Política
Conflitos fundiários atingem o maior número desde 1985; contaminação por agrotóxicos dispara
O número de conflitos por água também cresceu, após quatro anos seguidos de queda, segundo relatório da Comissão Pastoral da Terra


Os números de conflitos por terra e de pessoas afetadas por eles em 2024 são os maiores registrados no País desde 1985, quando a Comissão Pastoral da Terra passou a divulgar um relatório anual com o panorama dos embates no campo. Os dados do ano passado foram divulgados nesta quarta-feira 23.
Houve 1.768 casos registrados em 2024. Quando se considera o total de conflitos no campo (que incluem, além da terra, disputas por água ou ligadas ao trabalho), o número sobe para 2.185, o segundo maior da série histórica. O índice só é menor que o registrado em 2023, quando houve 2.203 ocorrências.
O total de atingidos por esses conflitos também alcançou em 2024 a maior marca da série, com 904 mil pessoas vivendo em áreas em disputa. Na liderança do ranking dos conflitos por terra está o Maranhão (363), seguido de Pará (234), Bahia (135), Rondônia (119) e Amazonas (117).
Também houve um aumento significativo em ocorrências de contaminação por agrotóxicos, com 276 casos no ano passado — em 2023, foram 32, uma diferença de 762%.
Mais uma vez, o estado chefiado por Carlos Brandão (PSB) aparece no topo, com a maioria dos episódios (228) de pulverização aérea de agrotóxicos.
Áreas de expansão agrícola na Amazônia e no Cerrado têm registrado recordes de conflitos fundiários.
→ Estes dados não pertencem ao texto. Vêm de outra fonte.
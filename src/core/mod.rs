pub mod greeter;

pub use greeter::say_hello;
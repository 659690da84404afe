use tracing_subscriber::{layer::SubscriberExt, util::SubscriberInitExt, EnvFilter};

pub fn init_cli_logger(verbose: bool) {
    let filter = if verbose {
        EnvFilter::try_from_default_env()
            .unwrap_or_else(|_| EnvFilter::new("hello_greeter=debug,info"))
    } else {
        EnvFilter::try_from_default_env().unwrap_or_else(|_| EnvFilter::new("hello_greeter=info"))
    };

    tracing_subscriber::registry()
        .with(filter)
        .with(
            tracing_subscriber::fmt::layer()
                .with_target(false)
                .with_thread_ids(false)
                .with_file(false)
                .with_line_number(false)
                .compact(),
        )
        .init();
}
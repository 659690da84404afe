use clap::Parser;
use hello_greeter::utils::logger;
use hello_greeter::{say_hello, CliConfig};

fn main() -> Result<(), Box<dyn std::error::Error>> {
    let config = CliConfig::parse();

    logger::init_cli_logger(config.verbose);

    tracing::info!("Starting hello-greeter CLI");
    if config.verbose {
        tracing::debug!("CLI config: {:?}", config);
    }

    println!("{}", say_hello());

    Ok(())
}
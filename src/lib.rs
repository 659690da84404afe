pub mod core;
pub mod utils;

#[cfg(feature = "cli")]
pub mod config;

#[cfg(feature = "cli")]
pub use config::CliConfig;

pub use core::greeter::{say_hello, GREETING};
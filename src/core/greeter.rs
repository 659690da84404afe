/// The fixed greeting text. Immutable for the lifetime of the process.
pub const GREETING: &str = "Hello world!";

/// Returns the greeting.
///
/// Pure and total: no inputs, no side effects, cannot fail. The returned
/// `&'static str` may be shared across threads without synchronization.
pub fn say_hello() -> &'static str {
    GREETING
}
Os territórios da Amacro, no sudoeste da Amazônia Legal, e do Matopiba correspondem, respectivamente, a parte dos estados do Amazonas, Acre e Rondônia, e do Maranhão, Tocantins, Piauí e da Bahia.
Na Amacro, foram registrados 185 conflitos no ano passado, um aumento de quase 60% com relação ao contabilizado em 2015. O professor da Universidade Federal de Rondônia Afonso Maria das Chagas define o cenário na região como “uma das mais agressivas estratégias de avanço do agronegócio desde os projetos de colonização dos anos 1970” no estudo da CPT.
Já no Matopiba, houve 415 casos de conflito por terra em 2024, 240% a mais que os 122 de dez anos atrás.
“Assim como o Matopiba foi constituído sobre um acúmulo de conflitos e contradições, a Amacro reproduz aceleradamente a perversidade dessas dinâmicas expansionistas”, completa Chagas no documento.
O número de conflitos por água cresceu após quatro anos seguidos de queda: foram 266 casos, envolvendo 283 mil pessoas. Em 2023, houve 230 ocorrências e 198 mil afetados. Já os trabalhistas correspondem a 151 episódios, com 1.953 envolvidos.
Embora as ocorrências tenham aumentado, o número de mortes provocadas por esses conflitos foi o mais baixo desde o início da contagem. Os mortos eram indígenas (5), sem-terra (3), assentados (3) e um quilombola. Até então, 2020, ano da pandemia de Covid-19, havia registrado o menor número de mortes: 21 assassinatos. Em 2023, foram 31 vítimas.
Outro destaque do relatório do CPT é a participação do Movimento Invasão Zero, grupo ruralista surgido na Bahia e composto por grandes fazendeiros, em ataques violentos a comunidades de áreas disputadas.
Além da ação direta em conflitos no campo, dizem os pesquisadores da comissão, o grupo exerce influência nas casas legislativas brasileiras, pressionando por projetos que buscam criminalizar ocupações de terras e a retomada de posse por movimentos sociais. Goiás, Maranhão, Pará e Pernambuco estão entre os estados onde ocorreram ações coordenadas pelo movimento.